Parlando al Defense Forum di Honolulu, Paparo ha lanciato un severo monito sull’espansione militare e sulle intenzioni strategiche della Repubblica Popolare Cinese (Prc). “Ciò che la Cina fa intorno a Taiwan non sono esercitazioni. Sono vere e proprie prove per l’unificazione forzata di Taiwan con la Cina continentale”.

L’ufficiale americano ha detto senza mezzi termini quello che analisti e osservatori internazionali stanno documentando da tempo. Pechino ha alterato lo status quo attorno a Taipei, lo ha mosso a proprio favore e sta preparando il terreno per un eventuale attacco militare, mentre continua operazioni di sfiancamento politico e culturale – di cui fanno parte anche le attività armate, che mettono sotto stress costante i cittadini, e li portano a pensare che l’annessione sia ineluttabile anche per ragioni di forza.
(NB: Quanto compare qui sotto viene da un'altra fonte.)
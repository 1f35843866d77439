use std::collections::BTreeSet;

use image::{GrayImage, ImageBuffer, Luma, RgbImage};
use imageproc::region_labelling::{connected_components, Connectivity as LabelConnectivity};
use serde::{Deserialize, Serialize};

use crate::image_utils::{color_from_key, color_key};
use crate::morphology::{erode_mask, StructuringElement, FOREGROUND};

/// Pixel adjacency used when labeling connected components
#[derive(Debug, Clone, Copy, PartialEq, Eq, Hash, Serialize, Deserialize)]
#[serde(try_from = "u8", into = "u8")]
pub enum Connectivity {
    Four,
    Eight,
}

impl TryFrom<u8> for Connectivity {
    type Error = String;

    fn try_from(value: u8) -> std::result::Result<Self, Self::Error> {
        match value {
            4 => Ok(Connectivity::Four),
            8 => Ok(Connectivity::Eight),
            other => Err(format!("connectivity must be 4 or 8, got {}", other)),
        }
    }
}

impl From<Connectivity> for u8 {
    fn from(value: Connectivity) -> Self {
        match value {
            Connectivity::Four => 4,
            Connectivity::Eight => 8,
        }
    }
}

impl From<Connectivity> for LabelConnectivity {
    fn from(value: Connectivity) -> Self {
        match value {
            Connectivity::Four => LabelConnectivity::Four,
            Connectivity::Eight => LabelConnectivity::Eight,
        }
    }
}

/// A distinct posterized colour and its 1-based rank
#[derive(Debug, Clone, Copy, PartialEq, Eq)]
pub struct ColorGroup {
    pub group_no: u32,
    pub color: [u8; 3],
}

/// One connected component of a colour mask.
///
/// The mask is local: it covers the component's bounding box plus a one
/// pixel background margin (where the image allows one), and `offset` is
/// the position of its top-left corner in processing coordinates.
#[derive(Debug, Clone)]
pub struct Region {
    pub area: u32,
    pub centroid: (f64, f64),
    pub offset: (u32, u32),
    pub mask: GrayImage,
}

impl Region {
    /// Build a region from pixel positions given in processing coordinates.
    ///
    /// `bounds` are the processing image dimensions. Returns `None` for an
    /// empty pixel list.
    pub fn from_pixels(pixels: &[(u32, u32)], bounds: (u32, u32)) -> Option<Region> {
        if pixels.is_empty() {
            return None;
        }

        let mut min_x = u32::MAX;
        let mut min_y = u32::MAX;
        let mut max_x = 0;
        let mut max_y = 0;
        let mut sum_x = 0.0f64;
        let mut sum_y = 0.0f64;

        for &(x, y) in pixels {
            min_x = min_x.min(x);
            min_y = min_y.min(y);
            max_x = max_x.max(x);
            max_y = max_y.max(y);
            sum_x += x as f64;
            sum_y += y as f64;
        }

        let x0 = min_x.saturating_sub(1);
        let y0 = min_y.saturating_sub(1);
        let x1 = (max_x + 1).min(bounds.0.saturating_sub(1));
        let y1 = (max_y + 1).min(bounds.1.saturating_sub(1));

        let mut mask = GrayImage::new(x1 - x0 + 1, y1 - y0 + 1);
        for &(x, y) in pixels {
            mask.put_pixel(x - x0, y - y0, Luma([FOREGROUND]));
        }

        let n = pixels.len() as f64;
        Some(Region {
            area: pixels.len() as u32,
            centroid: (sum_x / n, sum_y / n),
            offset: (x0, y0),
            mask,
        })
    }

    /// Map a local mask pixel to processing coordinates
    pub fn local_to_global(&self, x: u32, y: u32) -> (u32, u32) {
        (x + self.offset.0, y + self.offset.1)
    }
}

/// Collect the unique colours of a posterized image in ascending (B, G, R)
/// order and number them from 1
pub fn extract_color_groups(poster: &RgbImage) -> Vec<ColorGroup> {
    let keys: BTreeSet<u32> = poster.pixels().map(|p| color_key(p.0)).collect();
    keys.into_iter()
        .enumerate()
        .map(|(i, key)| ColorGroup {
            group_no: i as u32 + 1,
            color: color_from_key(key),
        })
        .collect()
}

/// Binary mask (0/255) of pixels exactly equal to `color`
pub fn color_mask(poster: &RgbImage, color: [u8; 3]) -> GrayImage {
    let (width, height) = poster.dimensions();
    GrayImage::from_fn(width, height, |x, y| {
        if poster.get_pixel(x, y).0 == color {
            Luma([FOREGROUND])
        } else {
            Luma([0])
        }
    })
}

/// Convert a trim margin given in full-image pixels to processing pixels
pub fn trim_to_processing(trim_px: u32, scale_proc_to_full: f64) -> u32 {
    let scale = if scale_proc_to_full.is_finite() {
        scale_proc_to_full.max(1.0)
    } else {
        1.0
    };
    (trim_px as f64 / scale).round_ties_even() as u32
}

/// Split a label image into regions, ordered by ascending label.
///
/// `origin` is the position of the label image inside the processing image.
fn regions_from_labels(
    labels: &ImageBuffer<Luma<u32>, Vec<u32>>,
    origin: (u32, u32),
    bounds: (u32, u32),
) -> Vec<Region> {
    let mut pixels_by_label: Vec<Vec<(u32, u32)>> = Vec::new();

    for (x, y, label) in labels.enumerate_pixels() {
        let label = label[0] as usize;
        if label == 0 {
            continue; // background
        }
        if pixels_by_label.len() < label {
            pixels_by_label.resize_with(label, Vec::new);
        }
        pixels_by_label[label - 1].push((x + origin.0, y + origin.1));
    }

    pixels_by_label
        .iter()
        .filter_map(|pixels| Region::from_pixels(pixels, bounds))
        .collect()
}

/// Label the connected components of a binary mask.
///
/// `origin` places the mask inside a processing image of size `bounds`.
pub fn label_regions(
    mask: &GrayImage,
    origin: (u32, u32),
    bounds: (u32, u32),
    connectivity: Connectivity,
) -> Vec<Region> {
    let labels = connected_components(mask, connectivity.into(), Luma([0u8]));
    regions_from_labels(&labels, origin, bounds)
}

/// Extract the connected regions of one colour group.
///
/// `trim_proc` is the boundary offset in processing pixels; the colour mask
/// is eroded that many times with a 3x3 square before labeling.
pub fn extract_regions(
    poster: &RgbImage,
    color: [u8; 3],
    trim_proc: u32,
    connectivity: Connectivity,
) -> Vec<Region> {
    let mut mask = color_mask(poster, color);
    if trim_proc > 0 {
        mask = erode_mask(&mask, StructuringElement::Square3, trim_proc);
    }
    label_regions(&mask, (0, 0), poster.dimensions(), connectivity)
}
Paparo racconta agli esperti presenti (fisicamente o online) che nel corso della sua carriera ha assistito a un’espansione esponenziale della potenza militare cinese. “Abbiamo visto un aumento di dieci volte delle forze armate della Prc”. Questa trasformazione non solo ha rafforzato la capacità della Cina di proiettare potenza nella regione, ma ha anche ridefinito il calcolo strategico per Taiwan e per gli alleati degli Stati Uniti nel Pacifico.

Per esempio, l’ammiraglio ha evidenziato anche una debolezza critica nella preparazione americana: la riduzione delle scorte di missili guidati di precisione. “Le nostre scorte di missili guidati di precisione sono ben al di sotto dei livelli richiesti”, ha ammesso, sollevando preoccupazioni sulla capacità di deterrenza o di risposta a un possibile conflitto nell’Indo-Pacifico.
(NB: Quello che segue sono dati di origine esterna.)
use std::fs;
use std::path::PathBuf;

use image::{Rgb, RgbImage};

use px2xy_lib::calibration::{FlipMode, StageObservation};
use px2xy_lib::config::{Config, ReferenceConfig};
use px2xy_lib::image_io::{load_image, save_image};
use px2xy_lib::output::export_text;
use px2xy_lib::pipeline::process_image;

fn scratch_dir(name: &str) -> PathBuf {
    let dir = std::env::temp_dir().join(format!("px2xy_pipeline_{}_{}", name, std::process::id()));
    let _ = fs::remove_dir_all(&dir);
    fs::create_dir_all(&dir).unwrap();
    dir
}

/// Dark field with a 3x2 grid of bright 8x8 grains
fn grain_grid() -> RgbImage {
    let mut img = RgbImage::from_pixel(120, 80, Rgb([10, 10, 10]));
    for row in 0..2 {
        for col in 0..3 {
            let (x0, y0) = (20 + col * 35, 20 + row * 30);
            for y in y0..y0 + 8 {
                for x in x0..x0 + 8 {
                    img.put_pixel(x, y, Rgb([240, 240, 240]));
                }
            }
        }
    }
    img
}

fn reference(u: f64, v: f64, x: &str, y: &str, z: &str) -> ReferenceConfig {
    ReferenceConfig {
        pixel: Some([u, v]),
        stage: Some(StageObservation::new(x, y, z)),
    }
}

fn session(dir: &PathBuf, image_path: &PathBuf) -> Config {
    let mut config = Config::default();
    config.input_path = image_path.to_string_lossy().into_owned();
    config.output_base_dir = dir.join("out").to_string_lossy().into_owned();
    config.use_parallel = false;
    config.segmentation.levels = 2;
    config.segmentation.min_area = 10;
    config.segmentation.max_area = Some(100);
    config
}

#[test]
fn uncalibrated_run_writes_blank_stage_columns() {
    let dir = scratch_dir("uncalibrated");
    let image_path = dir.join("grains.png");
    save_image(&grain_grid(), &image_path).unwrap();

    let config = session(&dir, &image_path);
    config.validate().unwrap();
    let report = process_image(load_image(&image_path).unwrap(), &config, false).unwrap();

    assert_eq!(report.segmentation.centroids.len(), 6);
    assert!(report.calibration.model().is_none());
    assert!(!report.summary.calibrated);

    let text = fs::read_to_string(&report.files.export).unwrap();
    let lines: Vec<&str> = text.lines().collect();
    assert_eq!(lines.len(), 7);
    assert_eq!(lines[0], "No,Group,Stage X,Stage Y,Stage Z");
    assert_eq!(lines[1], "1,2,,,");
    assert_eq!(lines[6], "6,2,,,");
    assert!(report.files.residuals.is_none());

    let pixels = fs::read_to_string(&report.files.pixels).unwrap();
    assert_eq!(pixels.lines().nth(1), Some("2,24,24"));

    fs::remove_dir_all(&dir).unwrap();
}

#[test]
fn calibrated_run_exports_stage_coordinates() {
    let dir = scratch_dir("calibrated");
    let image_path = dir.join("grains.png");
    save_image(&grain_grid(), &image_path).unwrap();

    let mut config = session(&dir, &image_path);
    config.calibration.flip_mode = FlipMode::Normal;
    // Stage = pixel / 10 with Z constant
    config.calibration.references = vec![
        reference(23.5, 23.5, "2.35", "2.35", "1.0"),
        reference(93.5, 23.5, "9.35", "2.35", "1.0"),
        reference(58.5, 53.5, "5.85", "5.35", "1.0"),
    ];

    let report = process_image(load_image(&image_path).unwrap(), &config, true).unwrap();
    let model = report.calibration.model().unwrap();
    assert!((model.similarity.scale - 0.1).abs() < 1e-9);
    assert_eq!(report.summary.flipped, Some(false));

    let text = fs::read_to_string(&report.files.export).unwrap();
    assert_eq!(text, export_text(&report.segmentation.centroids, &report.calibration.stage).unwrap());
    let lines: Vec<&str> = text.lines().collect();
    assert_eq!(lines.len(), 7);
    assert_eq!(lines[1], "1,2,2.35,2.35,1");
    assert_eq!(lines[6], "6,2,9.35,5.35,1");

    let tsv = fs::read_to_string(&report.files.clipboard).unwrap();
    assert!(tsv.starts_with("No\tCalcX\tCalcY\tCalcZ\n1\t2.35\t2.35\t1"));

    let residuals = fs::read_to_string(report.files.residuals.as_ref().unwrap()).unwrap();
    assert_eq!(residuals.lines().count(), 4);

    let summary: serde_json::Value =
        serde_json::from_str(&fs::read_to_string(&report.files.summary).unwrap()).unwrap();
    assert_eq!(summary["centroid_count"], 6);
    assert_eq!(summary["calibrated"], true);

    let debug_dir = PathBuf::from(&config.output_base_dir).join("debug");
    assert!(debug_dir.join("grains_posterized.png").exists());
    assert!(debug_dir.join("grains_overlay.png").exists());

    fs::remove_dir_all(&dir).unwrap();
}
Con le crescenti tensioni nello Stretto di Taiwan e oltre, il messaggio da Honolulu è stato chiaro: l’Indo-Pacifico è sull’orlo di una nuova era strategica, definita da una rapida espansione militare cinese e da una rete sempre più interconnessa di attori autoritari.

Infatti, a rafforzare ulteriormente l’importanza della questione geopolitica, Paparo ha sottolineato il ruolo diretto di Pechino nel sostenere la guerra della Russia in Ucraina. “La Russia non sarebbe in grado di continuare la sua guerra in Ucraina senza il supporto cinese, che è: 90% in semiconduttori, 70% in macchinari”, ha spiegato. Questo supporto materiale e tecnologico ha permesso a Mosca di resistere alle sanzioni occidentali e di prolungare la sua aggressione.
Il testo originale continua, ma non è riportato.